Delilah Pueka Gore (born 24 June 1962) is a Papua New Guinean politician. She was a member of the National Parliament of Papua New Guinea from 2012 to 2017, representing the electorate of Sohe Open. She was Minister for Higher Education, Science, Research and Technology and later Minister for Religion, Youth & Community Development in the government of Peter O'Neill.

She was elected to the Sohe District, in the Northern Province, in the 2012 election. She was one of only three women in the 2021-17 Parliament, and had spoken out in the past about the need for a small number of reserved seats for women in parliament. However, she rejected calls for affirmative action, and undid some of the pro-women reforms introduced by her predecessor, Dame Carol Kidu.
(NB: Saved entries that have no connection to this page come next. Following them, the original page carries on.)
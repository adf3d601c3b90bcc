pub mod check_config;
pub mod fetch_and_summarize;
pub mod fetch_issues;
pub mod summarize;

use serde::Serialize;

#[derive(Debug, Clone, Serialize)]
pub struct CommandReport {
    pub command: String,
    pub ok: bool,
    pub details: Vec<String>,
    pub issues: Vec<String>,
}

impl CommandReport {
    pub fn new(command: impl Into<String>) -> Self {
        Self {
            command: command.into(),
            ok: true,
            details: Vec::new(),
            issues: Vec::new(),
        }
    }

    pub fn detail(&mut self, text: impl Into<String>) {
        self.details.push(text.into());
    }

    pub fn issue(&mut self, text: impl Into<String>) {
        self.ok = false;
        self.issues.push(text.into());
    }

    pub fn merge(&mut self, mut other: CommandReport) {
        self.ok &= other.ok;
        self.details.append(&mut other.details);
        self.issues.append(&mut other.issues);
    }
}

#[cfg(test)]
mod tests {
    use super::CommandReport;

    #[test]
    fn issues_flip_ok_and_merge_keeps_failures() {
        let mut first = CommandReport::new("fetch-issues");
        first.detail("issues=3");
        assert!(first.ok);

        let mut second = CommandReport::new("summarize");
        second.issue("summary failed");

        first.merge(second);
        assert!(!first.ok);
        assert_eq!(first.details, vec!["issues=3".to_string()]);
        assert_eq!(first.issues, vec!["summary failed".to_string()]);
    }
}
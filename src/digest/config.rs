use crate::digest::util::env_non_empty;
use crate::error::DigestError;
use anyhow::{Result, anyhow};
use serde::{Deserialize, Serialize};
use std::fmt;
use std::fs;
use std::path::{Path, PathBuf};

pub const DEFAULT_GITHUB_API_URL: &str = "https://api.github.com";
pub const DEFAULT_MAX_ISSUES_PER_FILE: usize = 50;
pub const DEFAULT_TOKEN_BUDGET: usize = 100_000;

/// Source of configuration values keyed by variable name.
pub type EnvLookup<'a> = &'a dyn Fn(&str) -> Option<String>;

#[derive(Debug, Clone, Serialize, Deserialize)]
#[serde(default)]
pub struct OutputConfig {
    pub issues_dir: PathBuf,
    pub summaries_dir: PathBuf,
}

impl Default for OutputConfig {
    fn default() -> Self {
        Self {
            issues_dir: PathBuf::from("results/issues"),
            summaries_dir: PathBuf::from("results/summaries"),
        }
    }
}

#[derive(Debug, Clone, Serialize, Deserialize)]
#[serde(default)]
pub struct FetchConfig {
    pub api_base_url: String,
    pub max_issues: Option<usize>,
    pub max_issues_per_file: usize,
    pub include_comments: bool,
}

impl Default for FetchConfig {
    fn default() -> Self {
        Self {
            api_base_url: DEFAULT_GITHUB_API_URL.to_string(),
            max_issues: None,
            max_issues_per_file: DEFAULT_MAX_ISSUES_PER_FILE,
            include_comments: true,
        }
    }
}

#[derive(Debug, Clone, Serialize, Deserialize)]
#[serde(default)]
pub struct LlmConfig {
    pub provider: String,
    pub model: Option<String>,
    pub token_budget: usize,
}

impl Default for LlmConfig {
    fn default() -> Self {
        Self {
            provider: "openai".to_string(),
            model: None,
            token_budget: DEFAULT_TOKEN_BUDGET,
        }
    }
}

#[derive(Debug, Clone, Serialize, Deserialize, Default)]
pub struct DigestConfig {
    pub output: OutputConfig,
    pub fetch: FetchConfig,
    pub llm: LlmConfig,
}

#[derive(Debug, Clone, Serialize, Deserialize, Default)]
struct PartialDigestConfig {
    output: Option<OutputConfig>,
    fetch: Option<FetchConfig>,
    llm: Option<LlmConfig>,
}

/// Secrets and endpoint overrides. Only ever read from the environment.
#[derive(Clone, Default)]
pub struct Credentials {
    pub github_token: Option<String>,
    pub openai_api_key: Option<String>,
    pub anthropic_api_key: Option<String>,
    pub openai_base_url: Option<String>,
    pub anthropic_base_url: Option<String>,
}

impl Credentials {
    pub fn from_env() -> Self {
        Self::from_lookup(&env_non_empty)
    }

    pub fn from_lookup(lookup: EnvLookup<'_>) -> Self {
        Self {
            github_token: lookup("GITHUB_TOKEN"),
            openai_api_key: lookup("OPENAI_API_KEY"),
            anthropic_api_key: lookup("ANTHROPIC_API_KEY"),
            openai_base_url: lookup("OPENAI_BASE_URL"),
            anthropic_base_url: lookup("ANTHROPIC_BASE_URL"),
        }
    }
}

impl fmt::Debug for Credentials {
    fn fmt(&self, f: &mut fmt::Formatter<'_>) -> fmt::Result {
        fn mask(value: &Option<String>) -> &'static str {
            if value.is_some() { "<set>" } else { "<unset>" }
        }
        f.debug_struct("Credentials")
            .field("github_token", &mask(&self.github_token))
            .field("openai_api_key", &mask(&self.openai_api_key))
            .field("anthropic_api_key", &mask(&self.anthropic_api_key))
            .field("openai_base_url", &self.openai_base_url)
            .field("anthropic_base_url", &self.anthropic_base_url)
            .finish()
    }
}

fn env_or_usize(lookup: EnvLookup<'_>, var: &str, fallback: usize) -> usize {
    lookup(var)
        .and_then(|v| v.trim().parse::<usize>().ok())
        .unwrap_or(fallback)
}

fn env_or_bool(lookup: EnvLookup<'_>, var: &str, fallback: bool) -> bool {
    match lookup(var).as_deref().map(str::trim) {
        Some("1" | "true" | "TRUE" | "yes" | "on") => true,
        Some("0" | "false" | "FALSE" | "no" | "off") => false,
        _ => fallback,
    }
}

fn env_or_string(lookup: EnvLookup<'_>, var: &str, fallback: &str) -> String {
    lookup(var).unwrap_or_else(|| fallback.to_string())
}

fn env_or_path(lookup: EnvLookup<'_>, var: &str, fallback: &Path) -> PathBuf {
    lookup(var)
        .map(PathBuf::from)
        .unwrap_or_else(|| fallback.to_path_buf())
}

pub fn validate(cfg: &DigestConfig) -> Result<(), DigestError> {
    if cfg.fetch.max_issues_per_file == 0 {
        return Err(DigestError::config(
            "invalid max issues per file: must be >= 1",
        ));
    }
    if cfg.fetch.api_base_url.trim().is_empty() {
        return Err(DigestError::config("invalid GitHub API URL: cannot be empty"));
    }
    if cfg.llm.token_budget == 0 {
        return Err(DigestError::config("invalid token budget: must be >= 1"));
    }
    if cfg.llm.provider.trim().is_empty() {
        return Err(DigestError::config("invalid LLM provider: cannot be empty"));
    }
    Ok(())
}

fn resolve_config_path() -> Option<PathBuf> {
    if let Some(custom) = env_non_empty("ISSUE_DIGEST_CONFIG_PATH") {
        return Some(PathBuf::from(custom));
    }
    let base = dirs::config_dir()?;
    Some(base.join("issue-digest").join("config.toml"))
}

fn merge_toml(base: &mut DigestConfig, raw: &str) -> Result<()> {
    let parsed: PartialDigestConfig = toml::from_str(raw)?;
    if let Some(output) = parsed.output {
        base.output = output;
    }
    if let Some(fetch) = parsed.fetch {
        base.fetch = fetch;
    }
    if let Some(llm) = parsed.llm {
        base.llm = llm;
    }
    Ok(())
}

fn merge_file_config(base: &mut DigestConfig, path: Option<PathBuf>) -> Result<()> {
    let Some(path) = path else {
        return Ok(());
    };
    if !path.exists() {
        return Ok(());
    }

    let raw = fs::read_to_string(&path)
        .map_err(|err| anyhow!("failed to read config {}: {err}", path.display()))?;
    merge_toml(base, &raw)
        .map_err(|err| anyhow!("failed to parse config {}: {err}", path.display()))
}

pub fn apply_env_overrides(cfg: &mut DigestConfig, lookup: EnvLookup<'_>) {
    cfg.output.issues_dir = env_or_path(lookup, "ISSUE_DIGEST_ISSUES_DIR", &cfg.output.issues_dir);
    cfg.output.summaries_dir = env_or_path(
        lookup,
        "ISSUE_DIGEST_SUMMARIES_DIR",
        &cfg.output.summaries_dir,
    );
    cfg.fetch.api_base_url = env_or_string(lookup, "GITHUB_API_URL", &cfg.fetch.api_base_url);
    cfg.fetch.max_issues_per_file =
        env_or_usize(lookup, "MAX_ISSUES_PER_FILE", cfg.fetch.max_issues_per_file);
    if let Some(max) = lookup("ISSUE_DIGEST_MAX_ISSUES").and_then(|v| v.trim().parse().ok()) {
        cfg.fetch.max_issues = Some(max);
    }
    cfg.fetch.include_comments = env_or_bool(
        lookup,
        "ISSUE_DIGEST_INCLUDE_COMMENTS",
        cfg.fetch.include_comments,
    );
    cfg.llm.provider = env_or_string(lookup, "LLM_PROVIDER", &cfg.llm.provider);
    if let Some(model) = lookup("LLM_MODEL") {
        cfg.llm.model = Some(model);
    }
    cfg.llm.token_budget = env_or_usize(lookup, "ISSUE_DIGEST_TOKEN_BUDGET", cfg.llm.token_budget);
}

pub fn load_config() -> Result<DigestConfig> {
    load_config_with(|_| {})
}

/// Defaults, then the TOML file, then the environment, then `overrides`
/// (command-line flags); validated once every layer is applied.
pub fn load_config_with(overrides: impl FnOnce(&mut DigestConfig)) -> Result<DigestConfig> {
    let mut cfg = DigestConfig::default();
    merge_file_config(&mut cfg, resolve_config_path())?;
    apply_env_overrides(&mut cfg, &env_non_empty);
    overrides(&mut cfg);
    validate(&cfg)?;
    Ok(cfg)
}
In August 2015 she was suspended from Cabinet for three months without pay after verbally abusing and threatening a flight attendant who had asked her to turn off her mobile phone on an Air Niugini flight. (Gore was removed from the plane as a consequence of her behaviour.)

She was defeated by Henry Amuli at the 2017 election. She had been the last of the three women MPs in the previous parliament to remain in serious contention; her defeat marked the first time since 1997 that no women sat in the parliament.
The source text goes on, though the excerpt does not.